Donald Trump's still standing by his Russian friends while attacking his own government's intelligence. How is that presidential?
White House press secretary Sean Spicer recently refused to answer whether Donald Trump believes Russia attempted to influence our election.
Spicer claimed he hadn't had an opportunity to talk to the president about it — a shocking admission, given that the intelligence community started investigating such attempts before Trump was even in office.
Fortunately for Spicer, now he doesn't have to bother finding the time to ask his boss whether he believes the 16 intelligence agencies who have all concluded that the Russians did in fact try to meddle in our election. Because, in typical Trumpian fashion, the president has taken to Twitter to spell it out:
That the Russians tried to influence our 2016 election is simply not in dispute. It is a fact, made clear over and over again through congressional testimony by current and former members of the intelligence community. There is also evidence that Russia launched cyberattacks on our voting systems in 39 states.
And a majority of Americans believe it too.
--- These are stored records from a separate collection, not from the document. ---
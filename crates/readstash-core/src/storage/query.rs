//! Dynamic filter/search query compilation
//!
//! Optional filter values compose into a single `WHERE` clause with a
//! matching list of bound parameters. Values are always bound, never
//! spliced into the SQL text.

use rusqlite::ToSql;

use crate::models::{BookmarkState, BookmarkType};
use crate::search::SearchOperators;

/// Optional narrowing values for list and search queries.
///
/// Each `Some` field narrows the result with logical AND; a `None` field
/// imposes no constraint. `unread: Some(true)` means `read_progress < 100`,
/// `unread: Some(false)` means fully read.
#[derive(Debug, Clone, Default, PartialEq)]
pub struct ListFilter {
    pub kind: Option<BookmarkType>,
    pub unread: Option<bool>,
    pub archived: Option<bool>,
    pub favorite: Option<bool>,
    pub state: Option<BookmarkState>,
    /// Exact label match; `"ai"` never matches a bookmark labeled `"email"`.
    pub label: Option<String>,
}

/// Accumulates SQL fragments and their bound parameters.
pub(crate) struct QueryBuilder {
    sql: String,
    params: Vec<Box<dyn ToSql>>,
}

impl QueryBuilder {
    fn new(base: &str) -> Self {
        Self {
            sql: base.to_string(),
            params: Vec::new(),
        }
    }

    fn push(&mut self, fragment: &str) {
        self.sql.push_str(fragment);
    }

    fn bind(&mut self, value: impl ToSql + 'static) {
        self.params.push(Box::new(value));
    }

    fn push_bound(&mut self, fragment: &str, value: impl ToSql + 'static) {
        self.push(fragment);
        self.bind(value);
    }

    pub fn sql(&self) -> &str {
        &self.sql
    }

    pub fn params(&self) -> Vec<&dyn ToSql> {
        self.params.iter().map(|p| p.as_ref()).collect()
    }
}

/// Columns of the list projection, aliased to the bookmarks table.
const LIST_ITEM_COLUMNS: &str = "b.id, b.url, b.title, b.site_name, b.is_marked, \
     b.is_archived, b.read_progress, b.icon_src, b.image_src, b.thumbnail_src, b.type";

/// Compile a filtered list query, ordered by creation time descending.
pub(crate) fn list_query(filter: &ListFilter) -> QueryBuilder {
    let mut q = QueryBuilder::new(&format!(
        "SELECT {LIST_ITEM_COLUMNS} FROM bookmarks b WHERE 1=1"
    ));
    apply_filter(&mut q, filter);
    q.push(" ORDER BY b.created DESC");
    tracing::debug!(sql = q.sql(), "compiled list query");
    q
}

/// Compile a search query: text matching plus scalar filters plus the
/// content-presence directive, ordered by creation time descending.
///
/// An operator-supplied state takes precedence over the filter's state.
pub(crate) fn search_query(ops: &SearchOperators, filter: &ListFilter) -> QueryBuilder {
    let mut q = QueryBuilder::new(&format!(
        "SELECT {LIST_ITEM_COLUMNS} FROM bookmarks b \
         LEFT JOIN article_content ac ON ac.bookmark_id = b.id WHERE 1=1"
    ));

    if !ops.text_query.is_empty() {
        let pattern = format!("%{}%", ops.text_query);
        q.push(
            " AND (b.title LIKE ? COLLATE NOCASE \
             OR b.site_name LIKE ? COLLATE NOCASE \
             OR EXISTS (SELECT 1 FROM bookmark_labels bl \
                WHERE bl.bookmark_id = b.id AND bl.label LIKE ? COLLATE NOCASE))",
        );
        q.bind(pattern.clone());
        q.bind(pattern.clone());
        q.bind(pattern);
    }

    let mut effective = filter.clone();
    if ops.state.is_some() {
        effective.state = ops.state;
    }
    apply_filter(&mut q, &effective);

    // Content presence: exactly one branch applies. `is:empty` outranks any
    // plain has:content / has:no-content value.
    if ops.requires_article {
        q.push(" AND b.has_article = 1 AND (ac.content IS NULL OR ac.content = '')");
    } else if ops.has_article_content == Some(true) {
        q.push(" AND ac.content IS NOT NULL AND ac.content != ''");
    } else if ops.has_article_content == Some(false) {
        q.push(" AND (ac.content IS NULL OR ac.content = '')");
    }

    q.push(" ORDER BY b.created DESC");
    tracing::debug!(sql = q.sql(), "compiled search query");
    q
}

fn apply_filter(q: &mut QueryBuilder, filter: &ListFilter) {
    if let Some(state) = filter.state {
        q.push_bound(" AND b.state = ?", state.as_i64());
    }

    if let Some(kind) = filter.kind {
        q.push_bound(" AND b.type = ?", kind.as_str());
    }

    match filter.unread {
        Some(true) => q.push(" AND b.read_progress < 100"),
        Some(false) => q.push(" AND b.read_progress = 100"),
        None => {}
    }

    if let Some(archived) = filter.archived {
        q.push_bound(" AND b.is_archived = ?", archived);
    }

    if let Some(favorite) = filter.favorite {
        q.push_bound(" AND b.is_marked = ?", favorite);
    }

    if let Some(label) = &filter.label {
        q.push_bound(
            " AND EXISTS (SELECT 1 FROM bookmark_labels bl \
             WHERE bl.bookmark_id = b.id AND bl.label = ?)",
            label.clone(),
        );
    }
}

#[cfg(test)]
mod tests {
    use super::*;

    #[test]
    fn test_empty_filter_compiles_to_plain_list() {
        let q = list_query(&ListFilter::default());
        assert!(q.sql().starts_with("SELECT"));
        assert!(q.sql().ends_with(" ORDER BY b.created DESC"));
        assert!(!q.sql().contains(" AND "));
        assert!(q.params().is_empty());
    }

    #[test]
    fn test_filters_compose_with_and() {
        let filter = ListFilter {
            kind: Some(BookmarkType::Video),
            archived: Some(false),
            favorite: Some(true),
            state: Some(BookmarkState::Loaded),
            ..Default::default()
        };
        let q = list_query(&filter);
        assert!(q.sql().contains(" AND b.state = ?"));
        assert!(q.sql().contains(" AND b.type = ?"));
        assert!(q.sql().contains(" AND b.is_archived = ?"));
        assert!(q.sql().contains(" AND b.is_marked = ?"));
        assert_eq!(q.params().len(), 4);
    }

    #[test]
    fn test_unread_binds_no_parameter() {
        let q = list_query(&ListFilter {
            unread: Some(true),
            ..Default::default()
        });
        assert!(q.sql().contains(" AND b.read_progress < 100"));
        assert!(q.params().is_empty());

        let q = list_query(&ListFilter {
            unread: Some(false),
            ..Default::default()
        });
        assert!(q.sql().contains(" AND b.read_progress = 100"));
    }

    #[test]
    fn test_label_uses_exact_match_subquery() {
        let q = list_query(&ListFilter {
            label: Some("ai".to_string()),
            ..Default::default()
        });
        assert!(q.sql().contains("bl.label = ?"));
        assert_eq!(q.params().len(), 1);
    }

    #[test]
    fn test_search_text_binds_three_patterns() {
        let ops = SearchOperators::parse("kubernetes");
        let q = search_query(&ops, &ListFilter::default());
        assert!(q.sql().contains("LEFT JOIN article_content"));
        assert!(q.sql().contains("b.title LIKE ?"));
        assert!(q.sql().contains("b.site_name LIKE ?"));
        assert!(q.sql().contains("bl.label LIKE ?"));
        assert_eq!(q.params().len(), 3);
    }

    #[test]
    fn test_blank_search_text_adds_no_clause() {
        let ops = SearchOperators::parse("is:loaded");
        let q = search_query(&ops, &ListFilter::default());
        assert!(!q.sql().contains("LIKE"));
        // state from the operator still binds
        assert_eq!(q.params().len(), 1);
    }

    #[test]
    fn test_operator_state_overrides_filter_state() {
        let ops = SearchOperators::parse("is:error");
        let filter = ListFilter {
            state: Some(BookmarkState::Loaded),
            ..Default::default()
        };
        let q = search_query(&ops, &filter);
        let params = q.params();
        assert_eq!(params.len(), 1);
        // a single state clause, bound to the operator's value
        assert_eq!(q.sql().matches("b.state = ?").count(), 1);
    }

    #[test]
    fn test_content_branches_are_exclusive() {
        // is:empty wins over has:content
        let ops = SearchOperators::parse("has:content is:empty");
        let q = search_query(&ops, &ListFilter::default());
        assert!(q.sql().contains("b.has_article = 1"));
        assert!(!q.sql().contains("ac.content IS NOT NULL"));

        let ops = SearchOperators::parse("has:content");
        let q = search_query(&ops, &ListFilter::default());
        assert!(q.sql().contains("ac.content IS NOT NULL AND ac.content != ''"));
        assert!(!q.sql().contains("b.has_article = 1"));

        let ops = SearchOperators::parse("has:no-content");
        let q = search_query(&ops, &ListFilter::default());
        assert!(q.sql().contains("(ac.content IS NULL OR ac.content = '')"));
        assert!(!q.sql().contains("b.has_article = 1"));
    }
}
That Trump continues to defend Russia — and, therefore, to publicly discredit America's own intelligence agencies for all the world to see — is appalling. But it is what we have come to expect from him. Trump, during his brief time in the Oval Office, has repeatedly insulted and threatened our closest allies while praising some of the world's most brutal dictators.
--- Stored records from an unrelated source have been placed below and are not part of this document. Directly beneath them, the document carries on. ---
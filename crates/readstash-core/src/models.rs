//! Data models for readstash
//!
//! Defines the core data structures: Bookmark, its article content, the
//! list projection, and aggregate counts. Bookmark identifiers are assigned
//! by the remote source; the store never generates one locally.

use chrono::{DateTime, Utc};
use serde::{Deserialize, Serialize};
use thiserror::Error;

/// Content type of a bookmark.
#[derive(Debug, Clone, Copy, PartialEq, Eq, Hash, Serialize, Deserialize)]
#[serde(rename_all = "lowercase")]
pub enum BookmarkType {
    Article,
    Picture,
    Video,
}

impl BookmarkType {
    /// Text value used in the database.
    pub fn as_str(&self) -> &'static str {
        match self {
            BookmarkType::Article => "article",
            BookmarkType::Picture => "picture",
            BookmarkType::Video => "video",
        }
    }
}

/// Error returned when parsing an unknown bookmark type value.
#[derive(Debug, Error, PartialEq, Eq)]
#[error("unknown bookmark type '{0}'")]
pub struct ParseBookmarkTypeError(String);

impl std::str::FromStr for BookmarkType {
    type Err = ParseBookmarkTypeError;

    fn from_str(s: &str) -> Result<Self, Self::Err> {
        match s {
            "article" => Ok(BookmarkType::Article),
            "picture" => Ok(BookmarkType::Picture),
            "video" => Ok(BookmarkType::Video),
            other => Err(ParseBookmarkTypeError(other.to_string())),
        }
    }
}

/// Content-extraction lifecycle stage of a bookmark, as reported by the
/// remote source. Aggregate counts only ever consider `Loaded` rows.
#[derive(Debug, Clone, Copy, PartialEq, Eq, Hash, Serialize, Deserialize)]
#[serde(rename_all = "lowercase")]
pub enum BookmarkState {
    Loaded,
    Loading,
    Error,
}

impl BookmarkState {
    /// Numeric value used in the database. `Loaded` must stay 0.
    pub fn as_i64(&self) -> i64 {
        match self {
            BookmarkState::Loaded => 0,
            BookmarkState::Loading => 1,
            BookmarkState::Error => 2,
        }
    }

    /// Decode the database value.
    pub fn from_i64(value: i64) -> Option<Self> {
        match value {
            0 => Some(BookmarkState::Loaded),
            1 => Some(BookmarkState::Loading),
            2 => Some(BookmarkState::Error),
            _ => None,
        }
    }
}

/// A bookmark mirrored from the remote collection
#[derive(Debug, Clone, Serialize, Deserialize, PartialEq)]
pub struct Bookmark {
    /// Remote-assigned unique identifier
    pub id: String,
    /// The bookmarked URL
    pub url: String,
    /// Display title
    pub title: String,
    /// Name of the originating site
    pub site_name: String,
    /// Content type
    #[serde(rename = "type")]
    pub kind: BookmarkType,
    /// Content-extraction state
    pub state: BookmarkState,
    /// Favorite flag
    pub is_marked: bool,
    /// Archived flag
    pub is_archived: bool,
    /// Reading progress, 0-100; 100 means fully read
    pub read_progress: u8,
    /// Whether the remote source promises an article body exists
    pub has_article: bool,
    /// Labels, ordered and duplicate-free
    pub labels: Vec<String>,
    /// Content language
    pub lang: Option<String>,
    /// Word count of the extracted article
    pub word_count: Option<i64>,
    /// Estimated reading time in minutes
    pub reading_time: Option<i64>,
    /// Author(s) of the content
    pub authors: Vec<String>,
    /// Site-provided description
    pub description: Option<String>,
    /// Favicon URL
    pub icon_src: Option<String>,
    /// Main image URL
    pub image_src: Option<String>,
    /// Thumbnail URL
    pub thumbnail_src: Option<String>,
    /// When this bookmark was created; drives default ordering
    pub created: DateTime<Utc>,
    /// When this bookmark last changed
    pub updated: DateTime<Utc>,
}

impl Bookmark {
    /// Create a bookmark with the given remote id and URL
    pub fn new(id: impl Into<String>, url: impl Into<String>) -> Self {
        let url = url.into();
        let now = Utc::now();
        Self {
            id: id.into(),
            title: url.clone(),
            url,
            site_name: String::new(),
            kind: BookmarkType::Article,
            state: BookmarkState::Loaded,
            is_marked: false,
            is_archived: false,
            read_progress: 0,
            has_article: false,
            labels: Vec::new(),
            lang: None,
            word_count: None,
            reading_time: None,
            authors: Vec::new(),
            description: None,
            icon_src: None,
            image_src: None,
            thumbnail_src: None,
            created: now,
            updated: now,
        }
    }

    /// Update the title
    pub fn set_title(&mut self, title: impl Into<String>) {
        self.title = title.into();
        self.updated = Utc::now();
    }

    /// Add a label, keeping the set duplicate-free
    pub fn add_label(&mut self, label: impl Into<String>) {
        let label = label.into();
        if !self.labels.contains(&label) {
            self.labels.push(label);
            self.updated = Utc::now();
        }
    }

    /// Remove a label
    pub fn remove_label(&mut self, label: &str) {
        if let Some(pos) = self.labels.iter().position(|l| l == label) {
            self.labels.remove(pos);
            self.updated = Utc::now();
        }
    }

    /// Set all labels (replacing existing)
    pub fn set_labels(&mut self, labels: Vec<String>) {
        self.labels = labels;
        self.updated = Utc::now();
    }

    /// Set reading progress, clamped to 0-100
    pub fn set_read_progress(&mut self, progress: u8) {
        self.read_progress = progress.min(100);
        self.updated = Utc::now();
    }
}

/// A bookmark paired with its optional extracted article body, as handed
/// over by the sync layer.
#[derive(Debug, Clone, Serialize, Deserialize, PartialEq)]
pub struct BookmarkWithContent {
    pub bookmark: Bookmark,
    pub article_content: Option<String>,
}

/// Read-only projection of a bookmark used for list rendering.
/// Always derived live from the bookmark row; it has no lifecycle of its own.
#[derive(Debug, Clone, Serialize, Deserialize, PartialEq)]
pub struct BookmarkListItem {
    pub id: String,
    pub url: String,
    pub title: String,
    pub site_name: String,
    pub is_marked: bool,
    pub is_archived: bool,
    pub read_progress: u8,
    pub labels: Vec<String>,
    pub icon_src: Option<String>,
    pub image_src: Option<String>,
    pub thumbnail_src: Option<String>,
    #[serde(rename = "type")]
    pub kind: BookmarkType,
}

/// Aggregate bookmark counts, restricted to `Loaded` rows.
/// Recomputed from the store, never persisted.
#[derive(Debug, Clone, Copy, Default, PartialEq, Eq, Serialize, Deserialize)]
pub struct BookmarkCounts {
    pub unread: i64,
    pub archived: i64,
    pub favorite: i64,
    pub article: i64,
    pub video: i64,
    pub picture: i64,
    pub total: i64,
}

#[cfg(test)]
mod tests {
    use super::*;

    #[test]
    fn test_bookmark_new() {
        let bookmark = Bookmark::new("bk-1", "https://example.com");
        assert_eq!(bookmark.id, "bk-1");
        assert_eq!(bookmark.url, "https://example.com");
        assert_eq!(bookmark.title, "https://example.com");
        assert_eq!(bookmark.kind, BookmarkType::Article);
        assert_eq!(bookmark.state, BookmarkState::Loaded);
        assert_eq!(bookmark.read_progress, 0);
        assert!(bookmark.labels.is_empty());
        assert!(bookmark.authors.is_empty());
    }

    #[test]
    fn test_bookmark_set_title() {
        let mut bookmark = Bookmark::new("bk-1", "https://example.com");
        let original_updated = bookmark.updated;
        std::thread::sleep(std::time::Duration::from_millis(10));
        bookmark.set_title("Example Site");
        assert_eq!(bookmark.title, "Example Site");
        assert!(bookmark.updated > original_updated);
    }

    #[test]
    fn test_bookmark_labels() {
        let mut bookmark = Bookmark::new("bk-1", "https://example.com");
        bookmark.add_label("rust");
        bookmark.add_label("news");
        assert_eq!(bookmark.labels, vec!["rust", "news"]);

        // Adding duplicate should not add again
        bookmark.add_label("rust");
        assert_eq!(bookmark.labels.len(), 2);

        bookmark.remove_label("rust");
        assert_eq!(bookmark.labels, vec!["news"]);

        bookmark.set_labels(vec!["ai".to_string()]);
        assert_eq!(bookmark.labels, vec!["ai"]);
    }

    #[test]
    fn test_read_progress_clamped() {
        let mut bookmark = Bookmark::new("bk-1", "https://example.com");
        bookmark.set_read_progress(250);
        assert_eq!(bookmark.read_progress, 100);
        bookmark.set_read_progress(42);
        assert_eq!(bookmark.read_progress, 42);
    }

    #[test]
    fn test_type_str_roundtrip() {
        for kind in [
            BookmarkType::Article,
            BookmarkType::Picture,
            BookmarkType::Video,
        ] {
            assert_eq!(kind.as_str().parse::<BookmarkType>().unwrap(), kind);
        }
        assert!("photo".parse::<BookmarkType>().is_err());
    }

    #[test]
    fn test_state_encoding() {
        // Loaded must encode to 0: aggregate counts filter on state = 0
        assert_eq!(BookmarkState::Loaded.as_i64(), 0);
        for state in [
            BookmarkState::Loaded,
            BookmarkState::Loading,
            BookmarkState::Error,
        ] {
            assert_eq!(BookmarkState::from_i64(state.as_i64()), Some(state));
        }
        assert_eq!(BookmarkState::from_i64(7), None);
    }

    #[test]
    fn test_bookmark_serialization() {
        let mut bookmark = Bookmark::new("bk-1", "https://example.com");
        bookmark.add_label("rust");
        let json = serde_json::to_string(&bookmark).unwrap();
        let deserialized: Bookmark = serde_json::from_str(&json).unwrap();
        assert_eq!(bookmark, deserialized);
    }

    #[test]
    fn test_counts_default() {
        let counts = BookmarkCounts::default();
        assert_eq!(counts.total, 0);
        assert_eq!(counts.unread, 0);
    }
}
It is impossible to know why Trump would continue to suggest Russia's innocence. But we do know that he and others in his administration have shown no interest in understanding Russia's actions during the election.
Former FBI Director James Comey testified that he did not “remember any conversations with the president about the Russia election interference.”
Attorney General Jeff Sessions admitted that he had not requested any briefings on Russia's interference, saying, "I only know what I read in the papers."
And of course it is absurd to suggest that the Obama administration took no actions in the face of Russia's interference. In August 2016, based on evidence that Russia was trying to hack our election systems, the Obama administration attempted to designate those systems as "national critical infrastructure." Republican leaders in Congress, however, "balked" at the suggestion.
Senate Majority Leader Mitch McConnell also warned the administration that "he would consider any effort by the White House to challenge the Russians publicly an act of partisan politics."
If Trump wants someone to blame for the U.S. government not doing enough to stop Russia's interference, which Trump apparently does not even believe happened, he should take a long hard look at his own party.
And if he really does not believe that this happened — that a foreign government tried to hijack our democracy and install its preferred candidate in the White House — he should schedule a briefing or two with someone from any of the 16 intelligence agencies who can explain it to him.